WHAT IS NEEDED:
Among the entries below, find the lines with "derive" and copy them.

DATASET CONTENT:

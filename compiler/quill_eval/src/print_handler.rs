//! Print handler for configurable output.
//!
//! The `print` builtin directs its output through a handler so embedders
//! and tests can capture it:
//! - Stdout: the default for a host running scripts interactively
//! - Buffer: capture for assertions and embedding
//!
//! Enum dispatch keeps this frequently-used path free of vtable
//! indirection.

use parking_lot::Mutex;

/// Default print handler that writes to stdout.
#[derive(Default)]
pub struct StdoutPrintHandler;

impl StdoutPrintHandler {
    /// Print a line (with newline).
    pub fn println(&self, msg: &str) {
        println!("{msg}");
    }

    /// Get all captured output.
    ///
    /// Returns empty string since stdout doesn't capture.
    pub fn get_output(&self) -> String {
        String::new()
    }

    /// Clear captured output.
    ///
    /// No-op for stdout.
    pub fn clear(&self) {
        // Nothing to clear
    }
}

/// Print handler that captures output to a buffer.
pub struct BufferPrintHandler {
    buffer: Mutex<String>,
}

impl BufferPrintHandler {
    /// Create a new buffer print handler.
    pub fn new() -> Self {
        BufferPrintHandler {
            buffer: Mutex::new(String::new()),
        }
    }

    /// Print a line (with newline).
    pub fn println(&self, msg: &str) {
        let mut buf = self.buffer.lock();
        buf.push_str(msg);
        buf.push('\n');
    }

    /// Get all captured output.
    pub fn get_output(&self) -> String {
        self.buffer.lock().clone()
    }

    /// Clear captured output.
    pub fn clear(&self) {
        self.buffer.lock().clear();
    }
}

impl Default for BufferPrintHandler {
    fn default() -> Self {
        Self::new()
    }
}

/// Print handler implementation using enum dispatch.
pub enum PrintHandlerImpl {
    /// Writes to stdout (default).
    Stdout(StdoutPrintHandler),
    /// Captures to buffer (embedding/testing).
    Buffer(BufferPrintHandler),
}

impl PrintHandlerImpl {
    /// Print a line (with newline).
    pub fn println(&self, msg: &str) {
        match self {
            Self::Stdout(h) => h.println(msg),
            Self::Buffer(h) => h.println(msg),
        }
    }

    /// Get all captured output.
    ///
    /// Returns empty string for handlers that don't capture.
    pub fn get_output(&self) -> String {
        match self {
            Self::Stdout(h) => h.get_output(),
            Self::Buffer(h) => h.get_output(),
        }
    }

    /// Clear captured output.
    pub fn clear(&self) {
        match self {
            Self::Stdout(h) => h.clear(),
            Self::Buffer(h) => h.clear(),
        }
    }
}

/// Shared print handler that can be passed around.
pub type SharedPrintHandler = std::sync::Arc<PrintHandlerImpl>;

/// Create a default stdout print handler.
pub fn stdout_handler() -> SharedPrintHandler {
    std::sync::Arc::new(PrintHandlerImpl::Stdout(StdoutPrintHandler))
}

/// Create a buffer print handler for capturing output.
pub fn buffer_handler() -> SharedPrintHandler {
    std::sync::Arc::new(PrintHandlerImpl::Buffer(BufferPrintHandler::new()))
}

==

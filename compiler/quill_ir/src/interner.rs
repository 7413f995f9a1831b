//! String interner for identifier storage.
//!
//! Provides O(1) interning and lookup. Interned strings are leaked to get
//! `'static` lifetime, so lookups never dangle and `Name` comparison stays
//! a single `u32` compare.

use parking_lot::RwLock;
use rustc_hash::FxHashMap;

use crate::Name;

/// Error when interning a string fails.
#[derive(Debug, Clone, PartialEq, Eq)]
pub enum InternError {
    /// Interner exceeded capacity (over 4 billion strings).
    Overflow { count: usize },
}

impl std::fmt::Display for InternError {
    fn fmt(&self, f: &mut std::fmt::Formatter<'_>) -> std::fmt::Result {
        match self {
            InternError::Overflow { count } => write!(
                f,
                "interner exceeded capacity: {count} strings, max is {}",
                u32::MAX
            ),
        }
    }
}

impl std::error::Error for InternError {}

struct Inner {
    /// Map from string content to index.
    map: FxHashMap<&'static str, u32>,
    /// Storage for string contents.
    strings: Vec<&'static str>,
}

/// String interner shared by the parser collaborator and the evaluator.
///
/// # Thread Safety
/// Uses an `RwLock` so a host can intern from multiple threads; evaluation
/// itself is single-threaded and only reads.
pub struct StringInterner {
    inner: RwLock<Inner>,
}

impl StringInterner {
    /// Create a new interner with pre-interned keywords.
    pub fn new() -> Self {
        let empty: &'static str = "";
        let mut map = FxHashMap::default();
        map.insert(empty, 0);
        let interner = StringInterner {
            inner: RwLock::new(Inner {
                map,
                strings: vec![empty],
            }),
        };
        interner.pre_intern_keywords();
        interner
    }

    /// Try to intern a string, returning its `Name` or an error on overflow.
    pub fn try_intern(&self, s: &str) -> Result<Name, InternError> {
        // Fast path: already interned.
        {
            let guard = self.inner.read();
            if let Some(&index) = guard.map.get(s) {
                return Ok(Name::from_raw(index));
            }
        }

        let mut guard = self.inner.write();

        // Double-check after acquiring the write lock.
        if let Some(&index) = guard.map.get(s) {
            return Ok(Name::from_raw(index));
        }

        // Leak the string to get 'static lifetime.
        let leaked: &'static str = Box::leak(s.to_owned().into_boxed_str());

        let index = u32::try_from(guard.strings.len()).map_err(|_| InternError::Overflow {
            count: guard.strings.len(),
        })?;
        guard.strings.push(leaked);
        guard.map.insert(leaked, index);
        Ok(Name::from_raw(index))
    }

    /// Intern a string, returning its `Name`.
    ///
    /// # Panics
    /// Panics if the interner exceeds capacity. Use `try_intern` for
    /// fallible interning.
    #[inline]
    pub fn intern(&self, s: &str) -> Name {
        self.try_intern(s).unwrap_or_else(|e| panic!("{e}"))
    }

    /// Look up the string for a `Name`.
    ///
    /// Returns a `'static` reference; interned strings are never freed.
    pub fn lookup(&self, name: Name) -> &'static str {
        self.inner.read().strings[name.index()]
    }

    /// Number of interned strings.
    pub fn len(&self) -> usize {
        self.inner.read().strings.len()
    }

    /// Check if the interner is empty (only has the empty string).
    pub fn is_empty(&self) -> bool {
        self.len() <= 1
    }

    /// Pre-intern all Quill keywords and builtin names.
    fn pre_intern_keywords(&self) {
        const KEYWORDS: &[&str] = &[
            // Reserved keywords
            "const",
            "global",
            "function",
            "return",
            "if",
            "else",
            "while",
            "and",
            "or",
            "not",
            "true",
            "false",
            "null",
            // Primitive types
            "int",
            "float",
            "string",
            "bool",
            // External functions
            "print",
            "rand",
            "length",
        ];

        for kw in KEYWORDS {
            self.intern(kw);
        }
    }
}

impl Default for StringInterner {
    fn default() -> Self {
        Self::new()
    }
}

--

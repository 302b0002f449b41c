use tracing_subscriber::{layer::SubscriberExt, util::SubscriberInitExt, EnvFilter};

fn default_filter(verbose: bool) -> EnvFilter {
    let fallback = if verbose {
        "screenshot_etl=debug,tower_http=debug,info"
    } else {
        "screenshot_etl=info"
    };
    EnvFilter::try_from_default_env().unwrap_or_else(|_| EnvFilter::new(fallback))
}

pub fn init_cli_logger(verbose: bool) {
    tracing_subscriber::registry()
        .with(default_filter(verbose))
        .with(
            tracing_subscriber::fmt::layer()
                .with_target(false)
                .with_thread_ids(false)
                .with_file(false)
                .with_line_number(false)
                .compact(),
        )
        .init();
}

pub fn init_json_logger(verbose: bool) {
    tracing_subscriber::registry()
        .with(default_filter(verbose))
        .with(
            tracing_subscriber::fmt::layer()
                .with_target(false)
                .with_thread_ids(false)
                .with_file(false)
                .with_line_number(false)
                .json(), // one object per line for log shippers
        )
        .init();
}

TASK RESULT:
#[derive(Default)]
#[derive(Debug, Clone, PartialEq, Eq)]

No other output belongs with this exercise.